## DIRECTIONS
Each of the following records is to be printed verbatim.

------------------------------

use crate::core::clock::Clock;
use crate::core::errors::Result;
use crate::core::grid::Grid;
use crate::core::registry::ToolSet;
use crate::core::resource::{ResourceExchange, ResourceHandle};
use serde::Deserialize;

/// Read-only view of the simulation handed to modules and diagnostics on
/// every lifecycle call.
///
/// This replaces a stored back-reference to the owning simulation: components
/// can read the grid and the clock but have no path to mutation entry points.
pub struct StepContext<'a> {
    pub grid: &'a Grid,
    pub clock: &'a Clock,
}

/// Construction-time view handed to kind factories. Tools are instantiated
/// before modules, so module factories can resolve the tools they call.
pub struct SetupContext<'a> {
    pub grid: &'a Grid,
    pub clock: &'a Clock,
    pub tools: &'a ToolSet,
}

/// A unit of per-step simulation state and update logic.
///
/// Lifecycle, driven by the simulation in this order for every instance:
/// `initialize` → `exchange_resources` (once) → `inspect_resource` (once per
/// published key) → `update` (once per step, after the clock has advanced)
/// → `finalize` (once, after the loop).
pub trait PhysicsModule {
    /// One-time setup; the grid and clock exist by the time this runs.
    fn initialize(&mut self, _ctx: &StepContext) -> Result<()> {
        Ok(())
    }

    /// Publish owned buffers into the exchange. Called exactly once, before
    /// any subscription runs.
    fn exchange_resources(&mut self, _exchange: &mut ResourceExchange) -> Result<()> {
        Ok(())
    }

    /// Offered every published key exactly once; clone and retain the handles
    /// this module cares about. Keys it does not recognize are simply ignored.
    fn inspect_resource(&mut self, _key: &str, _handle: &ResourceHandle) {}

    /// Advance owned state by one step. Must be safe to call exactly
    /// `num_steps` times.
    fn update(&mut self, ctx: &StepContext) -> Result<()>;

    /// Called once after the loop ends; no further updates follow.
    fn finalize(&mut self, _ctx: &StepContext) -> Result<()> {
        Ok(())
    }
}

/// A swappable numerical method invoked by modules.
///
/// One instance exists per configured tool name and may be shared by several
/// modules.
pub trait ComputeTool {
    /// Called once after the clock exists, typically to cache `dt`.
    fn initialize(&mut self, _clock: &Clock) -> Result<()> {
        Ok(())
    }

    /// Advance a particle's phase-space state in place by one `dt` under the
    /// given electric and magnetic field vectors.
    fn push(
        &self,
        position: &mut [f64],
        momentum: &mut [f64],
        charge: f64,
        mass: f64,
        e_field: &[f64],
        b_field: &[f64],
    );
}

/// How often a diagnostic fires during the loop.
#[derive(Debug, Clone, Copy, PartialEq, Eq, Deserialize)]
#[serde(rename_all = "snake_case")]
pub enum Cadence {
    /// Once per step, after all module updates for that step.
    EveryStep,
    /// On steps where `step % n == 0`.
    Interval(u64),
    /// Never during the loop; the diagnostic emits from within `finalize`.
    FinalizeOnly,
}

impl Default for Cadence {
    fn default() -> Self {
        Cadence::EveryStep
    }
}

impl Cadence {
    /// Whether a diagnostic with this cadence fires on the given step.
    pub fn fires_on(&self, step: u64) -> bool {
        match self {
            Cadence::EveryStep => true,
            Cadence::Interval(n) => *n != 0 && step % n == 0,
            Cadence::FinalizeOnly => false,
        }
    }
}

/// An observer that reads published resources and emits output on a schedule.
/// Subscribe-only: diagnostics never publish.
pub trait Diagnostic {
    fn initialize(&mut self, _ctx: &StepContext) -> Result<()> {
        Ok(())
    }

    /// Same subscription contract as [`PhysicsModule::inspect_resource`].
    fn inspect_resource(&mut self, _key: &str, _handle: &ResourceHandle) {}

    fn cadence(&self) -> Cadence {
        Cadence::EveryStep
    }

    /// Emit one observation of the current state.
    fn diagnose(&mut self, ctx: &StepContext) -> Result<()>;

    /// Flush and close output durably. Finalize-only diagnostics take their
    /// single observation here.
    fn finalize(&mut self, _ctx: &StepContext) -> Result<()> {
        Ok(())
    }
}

------------------------------

## RESPONSE TO THE EXERCISE
use crate::core::clock::Clock;
use crate::core::errors::Result;
use crate::core::grid::Grid;
use crate::core::registry::ToolSet;
use crate::core::resource::{ResourceExchange, ResourceHandle};
use serde::Deserialize;

/// Read-only view of the simulation handed to modules and diagnostics on
/// every lifecycle call.
///
/// This replaces a stored back-reference to the owning simulation: components
/// can read the grid and the clock but have no path to mutation entry points.
pub struct StepContext<'a> {
    pub grid: &'a Grid,
    pub clock: &'a Clock,
}

/// Construction-time view handed to kind factories. Tools are instantiated
/// before modules, so module factories can resolve the tools they call.
pub struct SetupContext<'a> {
    pub grid: &'a Grid,
    pub clock: &'a Clock,
    pub tools: &'a ToolSet,
}

/// A unit of per-step simulation state and update logic.
///
/// Lifecycle, driven by the simulation in this order for every instance:
/// `initialize` → `exchange_resources` (once) → `inspect_resource` (once per
/// published key) → `update` (once per step, after the clock has advanced)
/// → `finalize` (once, after the loop).
pub trait PhysicsModule {
    /// One-time setup; the grid and clock exist by the time this runs.
    fn initialize(&mut self, _ctx: &StepContext) -> Result<()> {
        Ok(())
    }

    /// Publish owned buffers into the exchange. Called exactly once, before
    /// any subscription runs.
    fn exchange_resources(&mut self, _exchange: &mut ResourceExchange) -> Result<()> {
        Ok(())
    }

    /// Offered every published key exactly once; clone and retain the handles
    /// this module cares about. Keys it does not recognize are simply ignored.
    fn inspect_resource(&mut self, _key: &str, _handle: &ResourceHandle) {}

    /// Advance owned state by one step. Must be safe to call exactly
    /// `num_steps` times.
    fn update(&mut self, ctx: &StepContext) -> Result<()>;

    /// Called once after the loop ends; no further updates follow.
    fn finalize(&mut self, _ctx: &StepContext) -> Result<()> {
        Ok(())
    }
}

/// A swappable numerical method invoked by modules.
///
/// One instance exists per configured tool name and may be shared by several
/// modules.
pub trait ComputeTool {
    /// Called once after the clock exists, typically to cache `dt`.
    fn initialize(&mut self, _clock: &Clock) -> Result<()> {
        Ok(())
    }

    /// Advance a particle's phase-space state in place by one `dt` under the
    /// given electric and magnetic field vectors.
    fn push(
        &self,
        position: &mut [f64],
        momentum: &mut [f64],
        charge: f64,
        mass: f64,
        e_field: &[f64],
        b_field: &[f64],
    );
}

/// How often a diagnostic fires during the loop.
#[derive(Debug, Clone, Copy, PartialEq, Eq, Deserialize)]
#[serde(rename_all = "snake_case")]
pub enum Cadence {
    /// Once per step, after all module updates for that step.
    EveryStep,
    /// On steps where `step % n == 0`.
    Interval(u64),
    /// Never during the loop; the diagnostic emits from within `finalize`.
    FinalizeOnly,
}

impl Default for Cadence {
    fn default() -> Self {
        Cadence::EveryStep
    }
}

impl Cadence {
    /// Whether a diagnostic with this cadence fires on the given step.
    pub fn fires_on(&self, step: u64) -> bool {
        match self {
            Cadence::EveryStep => true,
            Cadence::Interval(n) => *n != 0 && step % n == 0,
            Cadence::FinalizeOnly => false,
        }
    }
}

/// An observer that reads published resources and emits output on a schedule.
/// Subscribe-only: diagnostics never publish.
pub trait Diagnostic {
    fn initialize(&mut self, _ctx: &StepContext) -> Result<()> {
        Ok(())
    }

    /// Same subscription contract as [`PhysicsModule::inspect_resource`].
    fn inspect_resource(&mut self, _key: &str, _handle: &ResourceHandle) {}

    fn cadence(&self) -> Cadence {
        Cadence::EveryStep
    }

    /// Emit one observation of the current state.
    fn diagnose(&mut self, ctx: &StepContext) -> Result<()>;

    /// Flush and close output durably. Finalize-only diagnostics take their
    /// single observation here.
    fn finalize(&mut self, _ctx: &StepContext) -> Result<()> {
        Ok(())
    }
}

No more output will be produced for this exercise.